И еще: я всегда больше любила актеров, чем само кино. Мыслить тематически начала уже после окончания театрального. Поэтому-то и пошла в актрисы, а не в режиссеры. Ибо только через частности могла видеть общее. Через свой мир – мир проявленный. (Интроверсия чистой воды.) Кто-то сразу взмывает в небеса, а кто-то высоту набирает при долгом разгоне. Философский охват – удел широких душ. Бог везде и во всем, но мой Бог – в деталях, и песня моя – о зерне, в котором заложена вечность. Поэтому прекрасная игра одного актера спасает для меня галимый фильм или спектакль. А прекрасно снятый фильм или отточенный спектакль без актерской игры – ни о чем.

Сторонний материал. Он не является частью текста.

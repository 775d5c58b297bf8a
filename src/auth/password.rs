//! Password hashing behind a pluggable hasher seam
//!
//! Stored credentials are one-way PHC strings; the concrete algorithm sits
//! behind [`CredentialHasher`] so it can be swapped without touching callers.
//! The default is Argon2id with per-password random salts.

use argon2::{
    password_hash::{rand_core::OsRng, PasswordHash, PasswordHasher, PasswordVerifier, SaltString},
    Argon2,
};
use thiserror::Error;

#[derive(Error, Debug)]
pub enum PasswordError {
    #[error("Failed to hash password: {0}")]
    HashingFailed(String),

    #[error("Failed to verify password: {0}")]
    VerificationFailed(String),

    #[error("Invalid password hash format: {0}")]
    InvalidHashFormat(String),
}

/// One-way credential hashing: `hash(plain) -> digest`, `verify(plain, digest) -> bool`.
pub trait CredentialHasher: Send + Sync {
    fn hash(&self, plain: &str) -> Result<String, PasswordError>;
    fn verify(&self, plain: &str, digest: &str) -> Result<bool, PasswordError>;
}

/// Argon2id with default parameters and a fresh 16-byte salt per hash.
pub struct Argon2Hasher;

impl CredentialHasher for Argon2Hasher {
    fn hash(&self, plain: &str) -> Result<String, PasswordError> {
        let salt = SaltString::generate(&mut OsRng);
        let digest = Argon2::default()
            .hash_password(plain.as_bytes(), &salt)
            .map_err(|e| PasswordError::HashingFailed(e.to_string()))?;
        Ok(digest.to_string())
    }

    fn verify(&self, plain: &str, digest: &str) -> Result<bool, PasswordError> {
        let parsed = PasswordHash::new(digest)
            .map_err(|e| PasswordError::InvalidHashFormat(e.to_string()))?;
        match Argon2::default().verify_password(plain.as_bytes(), &parsed) {
            Ok(()) => Ok(true),
            Err(argon2::password_hash::Error::Password) => Ok(false),
            Err(e) => Err(PasswordError::VerificationFailed(e.to_string())),
        }
    }
}

#[cfg(test)]
mod tests {
    use super::*;

    #[test]
    fn test_hash_then_verify() {
        let hasher = Argon2Hasher;
        let digest = hasher.hash("hunter2!").unwrap();
        assert!(digest.starts_with("$argon2id$"));
        assert!(hasher.verify("hunter2!", &digest).unwrap());
        assert!(!hasher.verify("hunter3!", &digest).unwrap());
    }

    #[test]
    fn test_salts_differ_per_hash() {
        let hasher = Argon2Hasher;
        let a = hasher.hash("same-password").unwrap();
        let b = hasher.hash("same-password").unwrap();
        assert_ne!(a, b);
        assert!(hasher.verify("same-password", &a).unwrap());
        assert!(hasher.verify("same-password", &b).unwrap());
    }

    #[test]
    fn test_garbage_digest_is_an_error() {
        let hasher = Argon2Hasher;
        assert!(matches!(
            hasher.verify("anything", "not-a-phc-string"),
            Err(PasswordError::InvalidHashFormat(_))
        ));
    }
}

Жизнь одного человека – «событие огромного мирового значения» (Тэффи). И это для меня всегда было главным. Короче, любовные записки гуманистки и интроверта.
ЛЮБИМЫЙ НОСАТЫЙ N 1
Сомнений не было, с кого начинать, и я уже готова была отправлять первый набросок, когда начало происходить что-то иррациональное. Воду взбаламутили, и поехали воспоминания бог знает о ком и о чем. Стали возникать неясные картинки, доноситься смутные звуки, полезли чьи-то знакомые интонации, внутри все орало, сопротивлялось и требовало другого. Кого – другого, чего – другого?В общем, жила, ждала, ничего не писала… и вот снится мне, ребята, сон: сидит передо мной спина с полулысой головой. Изображение попеременно черно-белое с помехами на цветное, и звук, знаете, как в старом телевизоре. И читает мне эта спина что-то поэтическое и чувственное, и узнавание происходит мгновенно по голосу, и черты проступают неожиданно, как это бывает только во сне. Да уж, первый герой моего «носатого» романа изрядно поистерся и действительно оказался из (не-?) давнего советского кино, которое я впитала в детстве, как губка, и потом просто носила в сердце, где образ и жил.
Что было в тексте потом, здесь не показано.